Trustworthy or not, these discoveries have an undeniable fascination, which makes it all the more curious that Brügger sometimes undermines them with humorous, stunt-like asides. At one point he obtains (but then loses) permission to dig up wreckage from the crash site, though he seems less excited by the likelihood of finding anything new than he is by the prospect of operating a metal detector and wearing a white pith helmet. That choice of headgear, a cringe-inducing throwback to decades of European colonialism, is not the only instance in which the filmmaker seems to be enjoying the expedition for questionable reasons.
The documentary is structured around initially bewildering scenes of Brügger in a hotel room, dictating information to one of two women, Clarinah Mfengo and Saphir Wenzi Mabanza. They serve as sounding boards for Brügger and surrogates for the audience: When the director warns one of them that “in theory, all of this could be an elaborate hoax,” he seems to be both preempting our criticisms and encouraging us to stick with this difficult, complicated story.
But Mfengo and Mabanza also function as necessary stand-ins for their own curiously underrepresented people. The recurring sight of two black African women taking dictation from a white European man becomes a loaded metaphor, a means of “visualizing colonialism and racial relations in Africa,” as Brügger himself notes in the movie’s production materials. It’s an intriguing gambit in a documentary that examines the history of colonial and post-colonial Africa without specifically foregrounding the experiences of black African people — a discrepancy that some critics also saw and called out in “The Ambassador.”
In that context, it’s fair to wonder if his choice of framing device here smacks of bad-faith tokenism, wily self-critique or a strange combination of both.
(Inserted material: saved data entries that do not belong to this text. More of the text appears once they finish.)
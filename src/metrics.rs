//! # Derived Forecast Metrics
//!
//! Pure functions that turn raw forecast values into everything the dashboard
//! displays: cardinal direction labels, 0-10 surf quality scores, gradient
//! display colors, and tide phase classifications.
//!
//! ## Contracts
//!
//! Every function here is pure, deterministic, and total over its stated
//! domain. None of them touch I/O, global state, or the clock; the tide phase
//! resolver takes the query instant as an argument. Malformed input degrades
//! to explicit sentinel values ([`CardinalDirection::Undefined`],
//! [`PhaseState::Unknown`]) rather than panicking, so a partially-broken
//! upstream payload never takes down the whole pipeline.
//!
//! ## Scoring Model
//!
//! Surf quality is modeled as pure wind alignment: each beach has a desired
//! wind bearing, and quality decreases linearly with the shortest angular
//! distance between forecast and desired bearing. 0° apart scores 10.0,
//! 180° apart scores 0.0. The color gradient maps that score onto
//! red → yellow → green with yellow exactly at the midpoint.

use crate::{TideEvent, TideEventKind, WindSample, WindSeries};
use chrono::{DateTime, Duration, Utc};
use serde::{Deserialize, Serialize};
use std::fmt;

/// Half-width of the "at the peak" tide window, in minutes.
///
/// A query instant closer than this to the next extremum is classified as
/// being at that extremum rather than trending toward it. The window is
/// checked against the next event only, never the previous one, so a query
/// just after a peak is classified by its trend toward the following
/// extremum.
const PEAK_WINDOW_MINS: i64 = 15;

/// One of the 8 principal compass directions, or the sentinel for input
/// that fails every sector test.
#[derive(Clone, Copy, Debug, PartialEq, Eq, Serialize, Deserialize)]
pub enum CardinalDirection {
    N,
    NE,
    E,
    SE,
    S,
    SW,
    W,
    NW,
    /// Bearing could not be classified (non-finite input)
    Undefined,
}

impl fmt::Display for CardinalDirection {
    fn fmt(&self, f: &mut fmt::Formatter<'_>) -> fmt::Result {
        let label = match self {
            CardinalDirection::N => "N",
            CardinalDirection::NE => "NE",
            CardinalDirection::E => "E",
            CardinalDirection::SE => "SE",
            CardinalDirection::S => "S",
            CardinalDirection::SW => "SW",
            CardinalDirection::W => "W",
            CardinalDirection::NW => "NW",
            CardinalDirection::Undefined => "undefined",
        };
        f.write_str(label)
    }
}

/// Tide phase at a queried instant, derived from the day's extremum events.
#[derive(Clone, Copy, Debug, PartialEq, Eq, Serialize, Deserialize)]
pub enum PhaseState {
    /// Within the peak window of a high-water event, or past the day's
    /// final event which was a high
    AtHigh,
    /// Within the peak window of a low-water event, or past the day's
    /// final event which was a low
    AtLow,
    /// Trending toward the next high water
    Rising,
    /// Trending toward the next low water
    Falling,
    /// No tide data available
    Unknown,
}

/// Resolved tide phase plus a human-readable detail line for the panel.
#[derive(Clone, Debug, PartialEq, Serialize, Deserialize)]
pub struct TidePhase {
    pub state: PhaseState,
    /// Next/last extremum height and time, or "no data"
    pub detail: String,
}

/// Everything the renderer needs for one forecast hour.
///
/// Immutable value object produced once per hour per beach; the renderer
/// owns all mutable presentation state.
#[derive(Clone, Debug, PartialEq, Serialize, Deserialize)]
pub struct HourlyMetrics {
    pub time: DateTime<Utc>,
    pub speed_kmh: f64,
    pub bearing_deg: f64,
    pub cardinal: CardinalDirection,
    pub score: f64,
    /// Display color as lowercase "#rrggbb"
    pub color: String,
}

/// Map a compass bearing to one of the 8 cardinal directions.
///
/// Sectors are 45° wide, centered on the compass points, with half-open
/// boundaries: N covers `(337.5, 360) ∪ [0, 22.5]`, then each subsequent
/// sector is `(lower, upper]` at 22.5° increments. Bearings outside
/// `[0, 360)` (negative, or ≥ 360) are folded onto the circle first, so
/// `classify(-45.0)` and `classify(315.0)` both yield NW.
///
/// Non-finite input cannot be placed on the circle and yields the explicit
/// [`CardinalDirection::Undefined`] sentinel instead of panicking.
///
/// # Example
/// ```
/// use surf_forecast_lib::metrics::{classify, CardinalDirection};
///
/// assert_eq!(classify(0.0), CardinalDirection::N);
/// assert_eq!(classify(90.0), CardinalDirection::E);
/// assert_eq!(classify(22.51), CardinalDirection::NE);
/// ```
pub fn classify(bearing_deg: f64) -> CardinalDirection {
    if !bearing_deg.is_finite() {
        return CardinalDirection::Undefined;
    }

    // Fold onto [0, 360) so the sector tests below are exhaustive
    let b = bearing_deg.rem_euclid(360.0);

    if b > 337.5 || b <= 22.5 {
        CardinalDirection::N
    } else if b <= 67.5 {
        CardinalDirection::NE
    } else if b <= 112.5 {
        CardinalDirection::E
    } else if b <= 157.5 {
        CardinalDirection::SE
    } else if b <= 202.5 {
        CardinalDirection::S
    } else if b <= 247.5 {
        CardinalDirection::SW
    } else if b <= 292.5 {
        CardinalDirection::W
    } else {
        CardinalDirection::NW
    }
}

/// Score how well an observed wind bearing matches the desired bearing.
///
/// The angular distance is the shortest way around the circle (wraparound
/// across 0°/360° handled), so `score(350.0, 10.0)` is a 20° difference,
/// not 340°. Quality decreases linearly: 10.0 at 0° apart, 0.0 at 180°
/// apart. The result is rounded to one decimal place.
///
/// Symmetric in its arguments; returns 10.0 iff the bearings are identical
/// modulo 360 and 0.0 iff they are exactly opposed.
///
/// # Example
/// ```
/// use surf_forecast_lib::metrics::score;
///
/// assert_eq!(score(90.0, 90.0), 10.0);
/// assert_eq!(score(10.0, 190.0), 0.0);
/// assert_eq!(score(350.0, 10.0), 8.9);
/// ```
pub fn score(observed_deg: f64, desired_deg: f64) -> f64 {
    let mut distance = (observed_deg - desired_deg).abs() % 360.0;
    if distance > 180.0 {
        distance = 360.0 - distance;
    }
    let raw = 10.0 - (distance / 180.0) * 10.0;

    // One decimal place, standard rounding
    (raw * 10.0).round() / 10.0
}

/// Map a 0-10 score to a display color on a red → yellow → green gradient.
///
/// The score is clamped to `[0, 10]` and normalized to `[0, 1]`. The lower
/// half of the gradient holds red at 255 and ramps green up; the upper half
/// holds green at 255 and ramps red down. Blue is always 0, which puts pure
/// yellow exactly at score 5.
///
/// Output is a lowercase `#rrggbb` string with zero-padded channels. A
/// non-finite score is treated as 0 (full red) so the renderer always gets
/// a valid color.
///
/// # Example
/// ```
/// use surf_forecast_lib::metrics::colorize;
///
/// assert_eq!(colorize(0.0), "#ff0000");
/// assert_eq!(colorize(5.0), "#ffff00");
/// assert_eq!(colorize(10.0), "#00ff00");
/// ```
pub fn colorize(score: f64) -> String {
    let clamped = if score.is_finite() {
        score.clamp(0.0, 10.0)
    } else {
        0.0
    };
    let v = clamped / 10.0;

    let (r, g) = if v <= 0.5 {
        (255u8, (255.0 * v * 2.0).round() as u8)
    } else {
        ((255.0 * (1.0 - (v - 0.5) * 2.0)).round() as u8, 255u8)
    };

    format!("#{:02x}{:02x}00", r, g)
}

/// Classify the tide phase at `query` from the day's extremum events.
///
/// Events may arrive empty, unsorted, or sparse; this sorts a copy before
/// searching. The classification looks at the first event strictly after
/// the query instant:
///
/// - no events at all → [`PhaseState::Unknown`], detail "no data"
/// - no event after the query → at the last event's extremum
///   (the day's data has run out; report its height as the last peak)
/// - next event within [`PEAK_WINDOW_MINS`] → at that extremum
/// - otherwise → [`PhaseState::Rising`] toward a high,
///   [`PhaseState::Falling`] toward a low
///
/// Times in detail strings are formatted as UTC `HH:MM`.
pub fn resolve_phase(query: DateTime<Utc>, events: &[TideEvent]) -> TidePhase {
    if events.is_empty() {
        return TidePhase {
            state: PhaseState::Unknown,
            detail: "no data".to_string(),
        };
    }

    let mut sorted = events.to_vec();
    // Stable sort; duplicate timestamps keep their relative input order
    sorted.sort_by_key(|event| event.time);

    let next = sorted.iter().find(|event| event.time > query);

    let Some(next) = next else {
        // Query is past every event for the day
        let last = sorted[sorted.len() - 1];
        let state = match last.kind {
            TideEventKind::High => PhaseState::AtHigh,
            TideEventKind::Low => PhaseState::AtLow,
        };
        return TidePhase {
            state,
            detail: format!(
                "last peak {:.2} m at {}",
                last.height_m,
                last.time.format("%H:%M")
            ),
        };
    };

    if next.time - query < Duration::minutes(PEAK_WINDOW_MINS) {
        let (state, word) = match next.kind {
            TideEventKind::High => (PhaseState::AtHigh, "high"),
            TideEventKind::Low => (PhaseState::AtLow, "low"),
        };
        return TidePhase {
            state,
            detail: format!("{} water now, {:.2} m", word, next.height_m),
        };
    }

    let (state, word) = match next.kind {
        TideEventKind::High => (PhaseState::Rising, "high"),
        TideEventKind::Low => (PhaseState::Falling, "low"),
    };
    TidePhase {
        state,
        detail: format!(
            "{} water {:.2} m at {}",
            word,
            next.height_m,
            next.time.format("%H:%M")
        ),
    }
}

/// Derive the full per-hour metric series for one beach.
///
/// Runs every sample through [`classify`], [`score`], and [`colorize`] and
/// returns immutable records for the renderer. An unavailable series yields
/// an empty vector.
pub fn derive_hourly(series: &WindSeries, desired_deg: f64) -> Vec<HourlyMetrics> {
    series
        .samples
        .iter()
        .map(|sample| derive_one(sample, desired_deg))
        .collect()
}

fn derive_one(sample: &WindSample, desired_deg: f64) -> HourlyMetrics {
    let quality = score(sample.bearing_deg, desired_deg);
    HourlyMetrics {
        time: sample.time,
        speed_kmh: sample.speed_kmh,
        bearing_deg: sample.bearing_deg,
        cardinal: classify(sample.bearing_deg),
        score: quality,
        color: colorize(quality),
    }
}
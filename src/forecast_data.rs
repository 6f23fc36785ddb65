//! # Wind Forecast Fetching
//!
//! This module handles fetching the hourly wind forecast for a beach from an
//! Open-Meteo-style JSON API.
//!
//! ## Data Source
//!
//! The endpoint returns parallel hourly arrays for one calendar day:
//!
//! ```json
//! {
//!   "hourly": {
//!     "time": ["2026-08-29T00:00", "2026-08-29T01:00", ...],
//!     "wind_speed_10m": [12.4, 14.1, ...],
//!     "wind_direction_10m": [87.0, 92.0, ...]
//!   }
//! }
//! ```
//!
//! Timestamps are naive local-to-request strings; the request always asks for
//! UTC so they are interpreted as UTC here. Ragged arrays (one shorter than
//! the others) are truncated to the shortest length rather than rejected, so
//! a partially-delivered day still renders.
//!
//! ## Error Handling
//!
//! Network and decode failures surface as [`ForecastError`]; the caller
//! degrades to [`WindSeries::unavailable`] instead of exiting. No retries
//! here, and no caching: data is fetched fresh for the displayed day.

use crate::config::BeachConfig;
use crate::{WindSample, WindSeries};
use chrono::{NaiveDate, NaiveDateTime};
use serde::Deserialize;
use thiserror::Error;

/// Errors that can occur while fetching or decoding the wind forecast.
#[derive(Error, Debug)]
pub enum ForecastError {
    /// HTTP request failed (network, server, or protocol error)
    #[error("HTTP error: {0}")]
    Http(#[from] reqwest::Error),

    /// Response body did not match the expected hourly-arrays shape
    #[error("forecast decode failed: {0}")]
    Decode(String),
}

/// Hourly timestamp format used by the forecast API
const TIME_FORMAT: &str = "%Y-%m-%dT%H:%M";

#[derive(Debug, Deserialize)]
struct ForecastResponse {
    hourly: HourlyBlock,
}

#[derive(Debug, Deserialize)]
struct HourlyBlock {
    time: Vec<String>,
    wind_speed_10m: Vec<f64>,
    wind_direction_10m: Vec<f64>,
}

/// Fetch the hourly wind forecast for one beach and one calendar day.
///
/// # Errors
/// Returns [`ForecastError`] on network failure, non-2xx status, or a
/// response body that cannot be decoded. Callers should substitute
/// [`WindSeries::unavailable`] and keep rendering.
pub async fn fetch(
    client: &reqwest::Client,
    base_url: &str,
    beach: &BeachConfig,
    date: NaiveDate,
) -> Result<WindSeries, ForecastError> {
    let day = date.format("%Y-%m-%d").to_string();
    let response = client
        .get(base_url)
        .query(&[
            ("latitude", beach.latitude.to_string()),
            ("longitude", beach.longitude.to_string()),
            ("hourly", "wind_speed_10m,wind_direction_10m".to_string()),
            ("timezone", "UTC".to_string()),
            ("start_date", day.clone()),
            ("end_date", day),
        ])
        .send()
        .await?
        .error_for_status()?;

    let body: ForecastResponse = response.json().await?;
    parse_hourly(body)
}

/// Turn the decoded hourly arrays into a [`WindSeries`].
///
/// Arrays are zipped and implicitly truncated to the shortest of the three.
fn parse_hourly(body: ForecastResponse) -> Result<WindSeries, ForecastError> {
    let HourlyBlock {
        time,
        wind_speed_10m,
        wind_direction_10m,
    } = body.hourly;
    let mut samples = Vec::with_capacity(time.len());

    for ((raw_time, speed), bearing) in time.iter().zip(wind_speed_10m).zip(wind_direction_10m) {
        let naive = NaiveDateTime::parse_from_str(raw_time, TIME_FORMAT)
            .map_err(|e| ForecastError::Decode(format!("bad timestamp {raw_time:?}: {e}")))?;
        samples.push(WindSample {
            time: naive.and_utc(),
            speed_kmh: speed,
            bearing_deg: bearing,
        });
    }

    Ok(WindSeries {
        samples,
        unavailable: false,
    })
}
But as “Cold Case Hammarskjöld” keeps building and dismantling its own arguments, unraveling yet more conspiracies tucked inside conspiracies, Brügger’s gimmickry recedes and the puzzle begins to come together almost in spite of itself. The filmmaker’s logical leaps and temporal digressions, disorienting as they are at first, feel like honest attempts to define the story’s parameters, illuminating the contours of a plot that spreads out wildly in all directions.
And Brügger’s mischievous streak is increasingly checked, and ultimately neutralized, by the undeniable horror and moral gravity of what he uncovers. The question of who killed Hammarskjöld may never be resolved, but the movie does arrive, by way of some crucial, revelatory testimony, at a different answer of sorts — a glimpse of a vast and deadly conspiracy whose victims outnumber one heroic diplomat and whose patterns of greed, racism and violence seem to recur with ruthless inevitability through human history. You may not leave this movie satisfied, but you will be appalled — and chilled to the bone.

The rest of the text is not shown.